Depression In The Culture
Clients and Success In Therapy

Passive people usually find controlling partners.
Controlling people usually find passive partners.
They are “perfect” for each other.

In apparently opposite ways,
each person aims at controlling the other.

Passive people are apparently quite happy to be left alone.
They have little to say, and they can seem to be deaf
when you try to discuss problems with them.

Controlling people make constant demands on their partners.
They have much to say, and they can act like they think they’ve been elected
to tell everyone else how to live their lives.


Passive partners can be recognized by what they don’t do.
They don’t initiate anything.
They seldom participate wholeheartedly in anything.
They seem content to be left alone observing life, often through a TV set.


Controlling partners can be recognized by all they do.
They try to “lead” everything and they often have boundless energy.
They are seldom content, and they seem to resent anyone who is.


Both passive and controlling partners are terrified down deep.

The passive person is afraid that they’d lose their mind if they became active.
The controlling person is afraid that nearly everything is “life or death.”

Both people fear “doom around the corner.”

Both passive and controlling people come from the same stock.
If they had two parents, one was passive and the other was controlling.
If they had just one parent, that parent was controlling.

The passive person would never admit it,
but they think they need someone to control them, to “keep them straight.”

The controlling person thinks life is so difficult and complex that
they need someone to work hard for them at all times.
(Strangely, most of them will even admit it!)


If your partner is passive, you need to ask them for what you want
but be ready for them to refuse to give it to you.

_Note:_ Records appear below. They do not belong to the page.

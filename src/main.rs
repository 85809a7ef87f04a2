use std::net::SocketAddr;

use tokio::signal;

use housing_market_api::{
    config::AppConfig,
    db::{create_orm_conn, run_migrations},
    routes::build_app,
    state::AppState,
    telemetry::init_tracing,
};

#[tokio::main]
async fn main() -> anyhow::Result<()> {
    dotenvy::dotenv().ok();
    init_tracing();

    let config = AppConfig::from_env()?;
    let orm = create_orm_conn(&config.database_url).await?;
    run_migrations(&orm).await?;
    tokio::fs::create_dir_all(&config.upload_dir).await?;

    let addr = SocketAddr::from((config.host.parse::<std::net::IpAddr>()?, config.port));
    let state = AppState::new(orm, config);
    let app = build_app(state)?;

    tracing::info!("listening on {}", addr);
    axum::serve(tokio::net::TcpListener::bind(addr).await?, app)
        .with_graceful_shutdown(shutdown_signal())
        .await?;

    tracing::info!("server stopped");
    Ok(())
}

async fn shutdown_signal() {
    let ctrl_c = async {
        if let Err(err) = signal::ctrl_c().await {
            tracing::error!(error = %err, "failed to listen for Ctrl+C");
            std::future::pending::<()>().await;
        }
        tracing::info!("received Ctrl+C, shutting down");
    };

    #[cfg(unix)]
    let terminate = async {
        match signal::unix::signal(signal::unix::SignalKind::terminate()) {
            Ok(mut stream) => {
                stream.recv().await;
                tracing::info!("received SIGTERM, shutting down");
            }
            Err(err) => {
                tracing::error!(error = %err, "failed to listen for SIGTERM");
                std::future::pending::<()>().await;
            }
        }
    };

    #[cfg(not(unix))]
    let terminate = std::future::pending::<()>();

    tokio::select! {
        _ = ctrl_c => {},
        _ = terminate => {},
    }
}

Make a plan before you ask.
Know what you will do if your partner refuses you,
and put your plan into action as soon as your request is denied.

A woman asks her partner to clean the living room.
He says “yeah… later…” and he doesn’t move.
She then asks him to do it by 6:00.
He again says “yeah… later…,” and he still doesn’t move.

At 6:01 she’s on the phone arranging for a cleaning service.

He has a right to refuse,
but there are natural consequences to his refusal.


If your partner is controlling, you need to ask your partner for what you want
but expect that they will have “conditions” on everything.

Refuse their conditions,
but continue to ask for what you want.

A woman asks her partner to cuddle.
He says “I don’t feel like it because you didn’t take care of the kids like I asked you to.”
She says: “Well, I still want to cuddle.”

She may not get the cuddling she wants tonight.
But if she always responds in this way
it may become clear to him eventually that
he can have many of the good things he wants in life
if he’ll just stop putting conditions on everything.

He has a right to refuse, but there are natural consequences to his refusal.


Since both controlling people and passive people have poor relationships,
they experience a whole lot of loneliness.
After a long while,
all of this loneliness adds up
and makes them realize they can survive on their own!

Then they can stop trying to change their partner
and simply enjoy them as they are!

Unfortunately, both people need to learn from their loneliness
– so they can grow into people who know they truly want their partner
instead of believing they only need them.


Some people who treat each other this way eventually outgrow it.
But the people who don’t outgrow it
end up living lives that are “emotionally dead.”

In the long run the passive person almost always “wins.”
(The relationship dies,
either because they leave each other
or because they both accept the nothingness.)


Unfortunately, passive and controlling behaviors are not easy to change on your own – because both are based on some pretty strong fears.

If you recognize yourself and your partner in this description, ask yourself first about the degree to which you are each passive and controlling. (And be willing to admit that you are probably just as strongly passive or controlling as your partner is the opposite!… This will probably be quite hard for you to admit….)

Then simply do everything you can to stop your own passive or controlling behaviors.

If you are passive, learn to only give your word when you mean it and always keep your word. Realize that it is just as much your responsibility to do half of the chores as it is your partner’s… at least on the half that even you agree do need to be done! (You might think this will make you work harder every day, but it won’t – because you will be saving all of the time and energy you used to use arguing!….)

If you are controlling, realize that you and your partner only need to share the duties you both agree are necessary in your life together! (In other words, realize that your partner has no obligation to meet your higher standards!…. This may help you to lower your standards, which would probably be very good for you anyway!….)


Truthfully, most people who have these problems to a high degree simply cannot change enough on their own. While they can change their behavior, each of them also becomes extremely fearful as soon as they begin even think about it.

These couples would do well in “couple’s therapy.” Or, if the passive partner refuses (as is usually the case), the controlling partner can make their own changes through individual therapy.

A good therapist can help either party as they change
and as they learn that they can be SAFE while they change.


If there is violence in your relationship, the information in this topic might seem to fit for you, but I actually think that you should ignore this topic and anything else you ever read which talks about fixing your relationship!

Violence has no place in a relationship, so either the violence needs to end or the relationship needs to end… and, in my opinion, anyone who experiences violence should have and use a good escape plan. There is no point in fixing a violent relationship.  The goal should be immediate safety, relief from the violence, and, eventually, finding your way to a new, completely different, and shockingly good relationship.